What is needed here is every line of the records that includes "running".

(Collected data)

* * *

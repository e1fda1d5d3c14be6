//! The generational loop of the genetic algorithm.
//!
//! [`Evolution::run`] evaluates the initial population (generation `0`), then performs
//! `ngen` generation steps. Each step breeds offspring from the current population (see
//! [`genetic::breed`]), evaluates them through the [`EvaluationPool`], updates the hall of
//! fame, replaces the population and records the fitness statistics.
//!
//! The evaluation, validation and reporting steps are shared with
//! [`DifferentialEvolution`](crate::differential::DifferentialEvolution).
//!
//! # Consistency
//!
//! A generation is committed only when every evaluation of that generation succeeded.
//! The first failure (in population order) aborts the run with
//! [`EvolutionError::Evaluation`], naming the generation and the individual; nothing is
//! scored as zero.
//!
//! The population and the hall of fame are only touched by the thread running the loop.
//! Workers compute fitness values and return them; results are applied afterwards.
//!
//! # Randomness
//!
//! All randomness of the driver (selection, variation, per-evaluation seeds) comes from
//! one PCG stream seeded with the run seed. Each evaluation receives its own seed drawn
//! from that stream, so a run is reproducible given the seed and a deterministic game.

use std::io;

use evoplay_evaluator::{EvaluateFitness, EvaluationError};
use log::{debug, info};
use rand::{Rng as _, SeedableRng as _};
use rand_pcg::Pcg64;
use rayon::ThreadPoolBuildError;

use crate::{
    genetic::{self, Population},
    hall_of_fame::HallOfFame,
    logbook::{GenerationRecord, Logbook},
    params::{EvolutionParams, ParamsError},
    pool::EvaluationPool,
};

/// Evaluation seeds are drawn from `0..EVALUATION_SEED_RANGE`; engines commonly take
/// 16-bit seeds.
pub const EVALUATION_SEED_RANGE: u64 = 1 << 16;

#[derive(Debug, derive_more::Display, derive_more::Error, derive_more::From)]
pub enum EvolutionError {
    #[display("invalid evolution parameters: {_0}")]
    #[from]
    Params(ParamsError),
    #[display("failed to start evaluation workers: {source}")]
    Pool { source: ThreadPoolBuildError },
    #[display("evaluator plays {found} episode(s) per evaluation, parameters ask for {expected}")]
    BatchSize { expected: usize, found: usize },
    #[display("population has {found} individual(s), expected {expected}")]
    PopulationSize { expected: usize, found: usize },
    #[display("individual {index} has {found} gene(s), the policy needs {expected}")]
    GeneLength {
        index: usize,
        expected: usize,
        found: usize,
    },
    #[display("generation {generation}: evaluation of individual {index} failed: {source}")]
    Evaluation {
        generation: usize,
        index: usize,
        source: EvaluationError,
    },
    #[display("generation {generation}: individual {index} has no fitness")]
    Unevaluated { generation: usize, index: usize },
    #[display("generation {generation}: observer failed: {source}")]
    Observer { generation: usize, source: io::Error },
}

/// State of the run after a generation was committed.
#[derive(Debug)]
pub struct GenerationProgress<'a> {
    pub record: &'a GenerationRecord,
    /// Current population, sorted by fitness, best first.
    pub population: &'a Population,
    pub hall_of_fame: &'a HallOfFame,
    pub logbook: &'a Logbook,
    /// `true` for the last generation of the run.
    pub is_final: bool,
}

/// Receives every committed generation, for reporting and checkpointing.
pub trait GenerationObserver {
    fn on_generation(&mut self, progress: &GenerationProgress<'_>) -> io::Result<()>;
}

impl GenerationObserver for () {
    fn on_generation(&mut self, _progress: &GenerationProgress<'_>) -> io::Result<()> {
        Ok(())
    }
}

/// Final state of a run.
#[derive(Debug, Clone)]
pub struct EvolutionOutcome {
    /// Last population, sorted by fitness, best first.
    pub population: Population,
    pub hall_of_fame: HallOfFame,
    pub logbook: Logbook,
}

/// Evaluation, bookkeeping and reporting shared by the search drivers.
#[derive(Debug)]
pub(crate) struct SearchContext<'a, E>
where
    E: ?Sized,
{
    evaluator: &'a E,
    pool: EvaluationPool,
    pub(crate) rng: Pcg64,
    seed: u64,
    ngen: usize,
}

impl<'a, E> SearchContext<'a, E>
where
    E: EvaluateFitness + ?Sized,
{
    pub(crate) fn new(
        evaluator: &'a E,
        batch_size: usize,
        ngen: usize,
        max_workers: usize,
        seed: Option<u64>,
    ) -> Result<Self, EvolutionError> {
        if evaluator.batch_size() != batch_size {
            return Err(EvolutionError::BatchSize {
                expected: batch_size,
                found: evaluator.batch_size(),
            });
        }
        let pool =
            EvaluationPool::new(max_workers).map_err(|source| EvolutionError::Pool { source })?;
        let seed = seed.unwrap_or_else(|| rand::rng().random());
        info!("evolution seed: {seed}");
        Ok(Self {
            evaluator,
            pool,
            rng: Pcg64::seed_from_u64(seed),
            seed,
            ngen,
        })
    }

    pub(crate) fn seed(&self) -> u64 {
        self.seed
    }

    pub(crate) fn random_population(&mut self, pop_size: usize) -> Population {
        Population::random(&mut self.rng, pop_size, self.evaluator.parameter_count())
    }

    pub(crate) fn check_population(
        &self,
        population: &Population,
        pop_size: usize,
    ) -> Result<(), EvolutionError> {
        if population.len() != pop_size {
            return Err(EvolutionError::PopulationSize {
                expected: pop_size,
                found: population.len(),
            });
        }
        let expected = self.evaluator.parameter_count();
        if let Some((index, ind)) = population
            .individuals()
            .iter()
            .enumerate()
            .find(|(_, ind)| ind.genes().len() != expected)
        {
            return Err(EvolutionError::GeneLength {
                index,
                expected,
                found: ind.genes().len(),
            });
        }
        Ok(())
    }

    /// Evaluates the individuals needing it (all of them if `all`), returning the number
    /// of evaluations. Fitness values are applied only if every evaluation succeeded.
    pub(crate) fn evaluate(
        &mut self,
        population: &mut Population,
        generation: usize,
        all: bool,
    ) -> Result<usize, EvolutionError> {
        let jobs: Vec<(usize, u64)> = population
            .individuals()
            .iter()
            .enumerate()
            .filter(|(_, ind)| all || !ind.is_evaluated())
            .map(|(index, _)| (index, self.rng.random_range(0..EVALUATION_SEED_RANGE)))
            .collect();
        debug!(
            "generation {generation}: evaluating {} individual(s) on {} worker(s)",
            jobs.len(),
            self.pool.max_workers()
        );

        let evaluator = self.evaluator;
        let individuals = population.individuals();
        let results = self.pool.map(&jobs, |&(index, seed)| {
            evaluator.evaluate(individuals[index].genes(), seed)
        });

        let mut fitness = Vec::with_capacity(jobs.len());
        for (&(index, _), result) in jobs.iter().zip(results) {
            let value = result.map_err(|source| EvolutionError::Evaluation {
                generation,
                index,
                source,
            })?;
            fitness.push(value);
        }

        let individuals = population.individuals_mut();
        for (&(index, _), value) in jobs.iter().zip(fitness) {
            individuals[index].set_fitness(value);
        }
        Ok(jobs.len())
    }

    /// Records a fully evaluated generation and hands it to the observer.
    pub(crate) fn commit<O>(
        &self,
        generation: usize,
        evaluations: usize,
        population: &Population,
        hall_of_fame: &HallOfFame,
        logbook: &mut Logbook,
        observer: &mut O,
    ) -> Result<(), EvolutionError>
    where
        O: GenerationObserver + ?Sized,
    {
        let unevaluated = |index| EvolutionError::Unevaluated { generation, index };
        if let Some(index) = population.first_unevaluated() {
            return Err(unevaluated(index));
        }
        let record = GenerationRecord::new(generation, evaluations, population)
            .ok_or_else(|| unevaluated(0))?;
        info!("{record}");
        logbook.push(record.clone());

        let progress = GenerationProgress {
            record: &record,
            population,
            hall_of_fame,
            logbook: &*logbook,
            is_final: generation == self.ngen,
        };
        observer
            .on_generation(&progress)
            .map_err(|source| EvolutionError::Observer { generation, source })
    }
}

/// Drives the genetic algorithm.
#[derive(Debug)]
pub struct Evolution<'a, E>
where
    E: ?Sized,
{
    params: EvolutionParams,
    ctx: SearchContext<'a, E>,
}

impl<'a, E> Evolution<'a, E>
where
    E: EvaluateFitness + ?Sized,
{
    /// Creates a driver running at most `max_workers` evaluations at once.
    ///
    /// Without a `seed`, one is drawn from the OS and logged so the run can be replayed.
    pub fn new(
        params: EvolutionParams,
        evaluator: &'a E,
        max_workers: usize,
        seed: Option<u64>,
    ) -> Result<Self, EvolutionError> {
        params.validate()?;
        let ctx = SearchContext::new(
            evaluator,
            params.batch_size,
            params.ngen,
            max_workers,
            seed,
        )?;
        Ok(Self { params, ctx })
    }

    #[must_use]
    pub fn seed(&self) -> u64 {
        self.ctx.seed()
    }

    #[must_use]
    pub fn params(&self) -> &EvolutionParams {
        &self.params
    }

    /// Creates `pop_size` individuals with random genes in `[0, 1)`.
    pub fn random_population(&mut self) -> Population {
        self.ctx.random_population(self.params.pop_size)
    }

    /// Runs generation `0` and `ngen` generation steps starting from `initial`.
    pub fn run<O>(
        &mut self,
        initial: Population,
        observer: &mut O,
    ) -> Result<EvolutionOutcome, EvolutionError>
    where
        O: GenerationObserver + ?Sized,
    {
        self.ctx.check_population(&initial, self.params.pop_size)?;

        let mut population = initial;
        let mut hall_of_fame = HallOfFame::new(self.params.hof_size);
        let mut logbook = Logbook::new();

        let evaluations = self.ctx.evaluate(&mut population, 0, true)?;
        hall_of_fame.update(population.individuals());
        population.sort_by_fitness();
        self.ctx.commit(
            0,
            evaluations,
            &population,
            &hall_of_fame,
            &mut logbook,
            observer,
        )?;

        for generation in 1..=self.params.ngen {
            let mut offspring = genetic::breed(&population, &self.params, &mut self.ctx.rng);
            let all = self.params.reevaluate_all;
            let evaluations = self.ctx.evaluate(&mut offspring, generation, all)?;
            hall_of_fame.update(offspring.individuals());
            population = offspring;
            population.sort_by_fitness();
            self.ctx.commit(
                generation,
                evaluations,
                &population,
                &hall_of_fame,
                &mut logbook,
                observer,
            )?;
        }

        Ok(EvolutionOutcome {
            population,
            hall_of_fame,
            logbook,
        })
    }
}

* * *

■ FINISHED TASK ■
//! The population and the hall of fame are only touched by the thread running the loop.
    /// Creates a driver running at most `max_workers` evaluations at once.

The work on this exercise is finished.